Uber, the gorilla of ride-booking apps, has raised close to $1 billion from investors, according a report from The Wall Street Journal. With the fresh round of financing, Uber surpasses Xiaomi to lay claim to the highest valuation among private companies with VC funding. China's Xiaomi, an electronics company and one of the world's largest smartphone distributors, is valued at $46 billion.
Uber's valuation now matches the high-water mark set by Facebook in 2011, when the social network company reached a $50 billion market cap.
With the reported new funding, San Francisco-based Uber, just five years old, has raised more than $5 billion, more than any other VC-backed company.

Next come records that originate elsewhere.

//! Color value types
//!
//! [`Color<Sh, E>`] holds one value per component of shape `Sh`, each in
//! encoding `E` and each always inside `E::range()`. The shape-specific
//! modules add constructors and named constants:
//! - [`alpha`]: A
//! - [`luma`]: L
//! - [`luma_alpha`]: LA
//! - [`rgb`]: RGB
//! - [`rgba`]: RGBA
//!
//! Narrowing and re-encoding conversions are always named calls
//! ([`Color::convert_from`], [`Color::color_of`], [`Color::opacity_of`]).

mod access;
pub mod alpha;
pub mod luma;
pub mod luma_alpha;
pub mod rgb;
pub mod rgba;

use std::fmt;
use std::hash::{Hash, Hasher};
use std::ops::{Add, Sub};
use std::panic::Location;

use crate::encoding::{Byte, ColorEncoding, ConvertFrom};
use crate::error::{Error, Result};
use crate::space::{Component, Composite, Shape};

/// A color value of shape `Sh` in encoding `E`
#[repr(transparent)]
pub struct Color<Sh: Shape, E: ColorEncoding> {
    components: Sh::Storage<E::Value>,
}

/// Value of byte level `byte` in encoding `E`
#[inline]
pub(crate) const fn level<E: ColorEncoding>(byte: u8) -> E::Value {
    E::LEVELS[byte as usize]
}

impl<Sh: Shape, E: ColorEncoding> Color<Sh, E> {
    /// Wrap storage that is already known to be in range
    #[inline]
    pub(crate) const fn from_storage(components: Sh::Storage<E::Value>) -> Self {
        Self { components }
    }

    /// Validate every component, in slot order, and wrap the storage
    ///
    /// The first out-of-range component is reported.
    #[track_caller]
    pub(crate) fn validated(components: Sh::Storage<E::Value>) -> Result<Self> {
        Self::validated_at(components, Location::caller())
    }

    /// As [`validated`](Self::validated), reporting `location` on failure
    pub(crate) fn validated_at(
        components: Sh::Storage<E::Value>,
        location: &'static Location<'static>,
    ) -> Result<Self> {
        let range = E::range();
        for (component, &value) in Sh::COMPONENTS.iter().zip(components.as_ref()) {
            if range.outside(value) {
                return Err(Error::out_of_bounds(
                    component.tag,
                    value.into(),
                    (range.min.into(), range.max.into()),
                    location,
                ));
            }
        }
        Ok(Self { components })
    }

    /// Build a color from component values in slot order
    #[track_caller]
    pub fn try_from_slice(values: &[E::Value]) -> Result<Self> {
        Self::try_from_slice_at(values, Location::caller())
    }

    pub(crate) fn try_from_slice_at(
        values: &[E::Value],
        location: &'static Location<'static>,
    ) -> Result<Self> {
        if values.len() != Sh::COUNT {
            return Err(Error::ComponentCount {
                expected: Sh::COUNT,
                actual: values.len(),
            });
        }
        Self::validated_at(Sh::storage_from_fn(|slot| values[slot]), location)
    }

    /// Component values in slot order
    #[inline]
    pub fn as_slice(&self) -> &[E::Value] {
        self.components.as_ref()
    }

    #[inline]
    pub(crate) fn get(&self, component: Component) -> E::Value {
        self.as_slice()[component.slot]
    }

    /// Replace one component after checking its bound; untouched on error
    #[cfg(feature = "setters")]
    #[track_caller]
    pub(crate) fn set(&mut self, component: Component, value: E::Value) -> Result<()> {
        let range = E::range();
        if range.outside(value) {
            return Err(Error::out_of_bounds(
                component.tag,
                value.into(),
                (range.min.into(), range.max.into()),
                Location::caller(),
            ));
        }
        self.components.as_mut()[component.slot] = value;
        Ok(())
    }

    /// Component-wise equality
    #[inline]
    pub fn equal_to(&self, other: &Self) -> bool {
        self.as_slice() == other.as_slice()
    }

    /// Apply `f` to every component
    #[inline]
    pub(crate) fn map(self, f: impl Fn(E::Value) -> E::Value) -> Self {
        let values = self.as_slice();
        Self::from_storage(Sh::storage_from_fn(|slot| f(values[slot])))
    }

    /// Combine two colors slot by slot
    #[inline]
    pub(crate) fn zip_map(self, other: Self, f: impl Fn(E::Value, E::Value) -> E::Value) -> Self {
        let (lhs, rhs) = (self.as_slice(), other.as_slice());
        Self::from_storage(Sh::storage_from_fn(|slot| f(lhs[slot], rhs[slot])))
    }

    /// Re-encode a color of the same shape
    ///
    /// # Example
    /// ```
    /// use oxtint_core::{RGBb, RGBf};
    ///
    /// let red = RGBf::convert_from(RGBb::red());
    /// assert_eq!(red, RGBf::red());
    /// ```
    #[inline]
    pub fn convert_from<F>(other: Color<Sh, F>) -> Self
    where
        F: ColorEncoding,
        E: ConvertFrom<F>,
    {
        let values = other.as_slice();
        Self::from_storage(Sh::storage_from_fn(|slot| E::convert(values[slot])))
    }

    /// Mirror every component within its range
    #[inline]
    pub fn invert(self) -> Self {
        self.map(E::invert)
    }

    /// Component-wise mix with a single shared parameter, clamped to range
    #[inline]
    pub fn lerp(self, other: Self, mu: f64) -> Self {
        self.zip_map(other, |x, y| E::lerp(x, y, mu))
    }

    /// Color space name (`"RGBAb"`)
    pub fn space_name() -> String {
        format!("{}{}", Sh::NAME, E::SUFFIX)
    }

    /// Build this pure color value from a composite value's color part
    #[inline]
    pub fn color_of<Sup>(composite: &Color<Sup, E>) -> Self
    where
        Sup: Composite<PureColor = Sh>,
    {
        composite.pure_color()
    }

    /// Build this pure opacity value from a composite value's opacity part
    #[inline]
    pub fn opacity_of<Sup>(composite: &Color<Sup, E>) -> Self
    where
        Sup: Composite<PureOpacity = Sh>,
    {
        composite.pure_opacity()
    }
}

impl<Sh: Composite, E: ColorEncoding> Color<Sh, E> {
    /// Assemble from a pure color part and a pure opacity part
    ///
    /// Both parts are already valid, so nothing is re-checked.
    #[inline]
    pub fn compose(color: Color<Sh::PureColor, E>, opacity: Color<Sh::PureOpacity, E>) -> Self {
        let split = <Sh::PureColor as Shape>::COUNT;
        let (color, opacity) = (color.as_slice(), opacity.as_slice());
        Self::from_storage(Sh::storage_from_fn(|slot| {
            if slot < split {
                color[slot]
            } else {
                opacity[slot - split]
            }
        }))
    }

    /// Assemble from a pure color part and a raw alpha value
    ///
    /// The alpha value is validated before anything is built.
    #[track_caller]
    pub fn with_opacity(color: Color<Sh::PureColor, E>, alpha: E::Value) -> Result<Self> {
        let opacity = Color::<Sh::PureOpacity, E>::validated(
            <Sh::PureOpacity as Shape>::storage_from_fn(|_| alpha),
        )?;
        Ok(Self::compose(color, opacity))
    }

    /// The color components without alpha
    #[inline]
    pub fn pure_color(&self) -> Color<Sh::PureColor, E> {
        let values = self.as_slice();
        Color::from_storage(<Sh::PureColor as Shape>::storage_from_fn(|slot| values[slot]))
    }

    /// The alpha component alone
    #[inline]
    pub fn pure_opacity(&self) -> Color<Sh::PureOpacity, E> {
        let split = <Sh::PureColor as Shape>::COUNT;
        let values = self.as_slice();
        Color::from_storage(<Sh::PureOpacity as Shape>::storage_from_fn(|slot| {
            values[split + slot]
        }))
    }

    /// Split into pure color and pure opacity parts
    #[inline]
    pub fn decompose(&self) -> (Color<Sh::PureColor, E>, Color<Sh::PureOpacity, E>) {
        (self.pure_color(), self.pure_opacity())
    }
}

impl<Sh: Shape, E: ColorEncoding> Clone for Color<Sh, E> {
    #[inline]
    fn clone(&self) -> Self {
        *self
    }
}

impl<Sh: Shape, E: ColorEncoding> Copy for Color<Sh, E> {}

impl<Sh: Shape, E: ColorEncoding> PartialEq for Color<Sh, E> {
    #[inline]
    fn eq(&self, other: &Self) -> bool {
        self.equal_to(other)
    }
}

impl<Sh: Shape> Eq for Color<Sh, Byte> {}

impl<Sh: Shape> Hash for Color<Sh, Byte> {
    fn hash<H: Hasher>(&self, state: &mut H) {
        self.as_slice().hash(state);
    }
}

impl<Sh: Shape, E: ColorEncoding> Add for Color<Sh, E> {
    type Output = Self;

    /// Saturating component-wise addition
    #[inline]
    fn add(self, rhs: Self) -> Self::Output {
        self.zip_map(rhs, E::add)
    }
}

impl<Sh: Shape, E: ColorEncoding> Sub for Color<Sh, E> {
    type Output = Self;

    /// Saturating component-wise subtraction
    #[inline]
    fn sub(self, rhs: Self) -> Self::Output {
        self.zip_map(rhs, E::subtract)
    }
}

impl<Sh: Shape, E: ColorEncoding> Color<Sh, E> {
    fn write_components(
        &self,
        f: &mut fmt::Formatter<'_>,
        write_value: impl Fn(&mut fmt::Formatter<'_>, &E::Value) -> fmt::Result,
    ) -> fmt::Result {
        write!(f, "{}{}(", Sh::NAME, E::SUFFIX)?;
        for (i, value) in self.as_slice().iter().enumerate() {
            if i > 0 {
                f.write_str(", ")?;
            }
            write_value(f, value)?;
        }
        f.write_str(")")
    }
}

impl<Sh: Shape, E: ColorEncoding> fmt::Display for Color<Sh, E> {
    fn fmt(&self, f: &mut fmt::Formatter<'_>) -> fmt::Result {
        self.write_components(f, |f, v| write!(f, "{}", v))
    }
}

impl<Sh: Shape, E: ColorEncoding> fmt::Debug for Color<Sh, E> {
    fn fmt(&self, f: &mut fmt::Formatter<'_>) -> fmt::Result {
        self.write_components(f, |f, v| write!(f, "{:?}", v))
    }
}

#[cfg(test)]
mod tests {
    use super::*;
    use crate::encoding::Float;
    use crate::space::{ComponentTag, Rgb, Rgba};
    use crate::{Ab, LAb, LAf, Lb, RGBAb, RGBAf, RGBb};

    #[test]
    fn test_try_from_slice() {
        let c = RGBAf::try_from_slice(&[0.25, 0.5, 0.75, 1.0]).unwrap();
        assert_eq!(c.as_slice(), &[0.25, 0.5, 0.75, 1.0]);

        let err = RGBAf::try_from_slice(&[0.25, 0.5]).unwrap_err();
        assert_eq!(err, Error::ComponentCount { expected: 4, actual: 2 });

        let err = RGBAf::try_from_slice(&[0.25, 1.5, -1.0, 1.0]).unwrap_err();
        assert_eq!(err.component(), Some(ComponentTag::Green));
    }

    #[test]
    fn test_error_location_points_at_caller() {
        let err = Color::<Rgb, Float>::try_from_slice(&[2.0, 0.0, 0.0]).unwrap_err();
        match err {
            Error::OutOfBounds { location, .. } => assert_eq!(location.file(), file!()),
            other => panic!("unexpected error: {other}"),
        }
    }

    #[test]
    fn test_compose_decompose() {
        let rgba = RGBAb::new(10, 20, 30, 40).unwrap();
        let (color, opacity) = rgba.decompose();
        assert_eq!(color, RGBb::new(10, 20, 30).unwrap());
        assert_eq!(opacity, Ab::new(40).unwrap());
        assert_eq!(RGBAb::compose(color, opacity), rgba);

        let la = LAb::new(7, 9).unwrap();
        assert_eq!(Lb::color_of(&la), Lb::new(7).unwrap());
        assert_eq!(Ab::opacity_of(&la), Ab::new(9).unwrap());
        assert_eq!(Ab::opacity_of(&rgba), Ab::new(40).unwrap());
    }

    #[test]
    fn test_with_opacity_validates_alpha() {
        let err = Color::<Rgba, Float>::with_opacity(crate::RGBf::red(), 1.5).unwrap_err();
        assert_eq!(err.component(), Some(ComponentTag::Alpha));

        let c = LAf::with_opacity(crate::Lf::white(), 0.5).unwrap();
        assert_eq!(c.as_slice(), &[1.0, 0.5]);
    }

    #[test]
    fn test_saturating_operators() {
        let white = RGBAb::white();
        assert_eq!(white + white, white);
        assert_eq!(RGBAb::transparent() - white, RGBAb::new(0, 0, 0, 0).unwrap());
        let a = RGBb::new(100, 200, 50).unwrap();
        let b = RGBb::new(100, 100, 100).unwrap();
        assert_eq!(a + b, RGBb::new(200, 255, 150).unwrap());
        assert_eq!(a - b, RGBb::new(0, 100, 0).unwrap());
    }

    #[test]
    fn test_convert_from() {
        let c = RGBAf::convert_from(RGBAb::new(255, 0, 51, 255).unwrap());
        assert_eq!(c.as_slice(), &[1.0, 0.0, 0.2, 1.0]);
        assert_eq!(RGBAb::convert_from(c), RGBAb::new(255, 0, 51, 255).unwrap());
    }

    #[test]
    fn test_display_and_debug() {
        assert_eq!(RGBAb::red().to_string(), "RGBAb(255, 0, 0, 255)");
        assert_eq!(format!("{:?}", LAf::black()), "LAf(0.0, 1.0)");
        assert_eq!(RGBAf::space_name(), "RGBAf");
    }

    #[test]
    fn test_byte_colors_hash() {
        use std::collections::HashSet;

        let set: HashSet<RGBb> = [RGBb::red(), RGBb::red(), RGBb::blue()].into_iter().collect();
        assert_eq!(set.len(), 2);
    }
}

The company had initially planned to raise between $1.5 billion and $2 billion, but closed short of that.
Investors in the latest round include Microsoft and the investment arm of Indian media conglomerate Bennett Coleman & Co., a person familiar with the matter told The Wall Street Journal.

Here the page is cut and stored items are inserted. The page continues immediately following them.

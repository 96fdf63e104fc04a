//! A: alpha-only colors

use super::Color;
use crate::encoding::ColorEncoding;
use crate::error::Result;
use crate::space::Alpha;

impl<E: ColorEncoding> Color<Alpha, E> {
    /// Create an opacity value, failing with `OutOfBounds` outside the range
    #[track_caller]
    pub fn new(a: E::Value) -> Result<Self> {
        Self::validated([a])
    }

    /// Fully transparent (`a = min`)
    pub const fn transparent() -> Self {
        Self::from_storage([E::MIN])
    }

    /// Fully opaque (`a = max`)
    pub const fn opaque() -> Self {
        Self::from_storage([E::MAX])
    }
}

impl<E: ColorEncoding> Default for Color<Alpha, E> {
    /// Opaque
    fn default() -> Self {
        Self::opaque()
    }
}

Lyft, the second-largest ride-booking company in the U.S., has raised about $1 billion and is valued at $2.5 billion.
The cash flow will likely fuel Uber's aggressive global expansion, which comes with hefty expenses as the company fights regulators, the powerful taxi industry and even criminal charges in countries across Asia and Europe. Uber on Friday announced it would invest $1 billion in India over the next nine months to improve operations and expand the number of cities it serves there. Its entry into India has been anything but smooth, and the company has been at odds with authorities in New Delhi since an Uber driver there was accused of rape in December. After the incident, Uber was banned from New Delhi and briefly shut down operations, and the Indian woman who said she was raped sued -- one of dozens of lawsuits the company is battling over safety issues and the ways it treats its drivers.
Uber is currently in 58 countries and 311 cities.
Although an impressive sum, the new funding round is far from Uber's largest. In the first quarter this year, Uber raised $1 billion, nearly 17 percent of the total $6 billion VCs and other funds invested in Silicon Valley, according to data from the MoneyTree Report, a quarterly breakdown of investing by PricewaterhouseCoopers and the National Venture Capital Association, using data from Thomson Reuters. That followed Uber's $1.8 billion of financing in the fourth quarter last year, which was nearly 28 percent of the total sum -- $6.3 billion -- invested in the valley during that period, and a $1.2 billion round in the summer of 2014.